**PROBLEM DETAILS**
Go through the lines below, tally those that include the word "PdfDocument", and give only the tally.

(Source records)
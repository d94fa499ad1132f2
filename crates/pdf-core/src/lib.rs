//! PDF Core - Low-level AcroForm manipulation
//!
//! This crate provides functionality for:
//! - Opening and saving PDF documents
//! - Enumerating form widgets page by page, with inherited names and types
//! - Writing text, choice and checkbox values
//! - Marking appearance streams for regeneration
//!
//! # Example
//!
//! ```ignore
//! use pdf_core::{FieldValue, PdfDocument};
//!
//! let mut doc = PdfDocument::open("template.pdf")?;
//! let field = doc.field("Contracting Co")?;
//! doc.set_field_value(&field, &FieldValue::Text("MES Electric".into()))?;
//! doc.save("output.pdf")?;
//! ```

mod document;
mod form;

pub use document::PdfDocument;
pub use form::{decode_text_string, encode_text_string, flags, FieldKind, FieldValue, FormField};

use thiserror::Error;

/// Errors that can occur during PDF operations
#[derive(Debug, Error)]
pub enum PdfError {
    #[error("Failed to open PDF: {0}")]
    OpenError(String),

    #[error("Failed to save PDF: {0}")]
    SaveError(String),

    #[error("Form field not found: {0}")]
    FieldNotFound(String),

    #[error("Invalid page number: {0} (document has {1} pages)")]
    InvalidPage(usize, usize),

    #[error("PDF parsing error: {0}")]
    ParseError(String),

    #[error("IO error: {0}")]
    IoError(#[from] std::io::Error),

    #[error("Lopdf error: {0}")]
    LopdfError(#[from] lopdf::Error),
}

/// Result type for PDF operations
pub type Result<T> = std::result::Result<T, PdfError>;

**RESULT BELOW**
3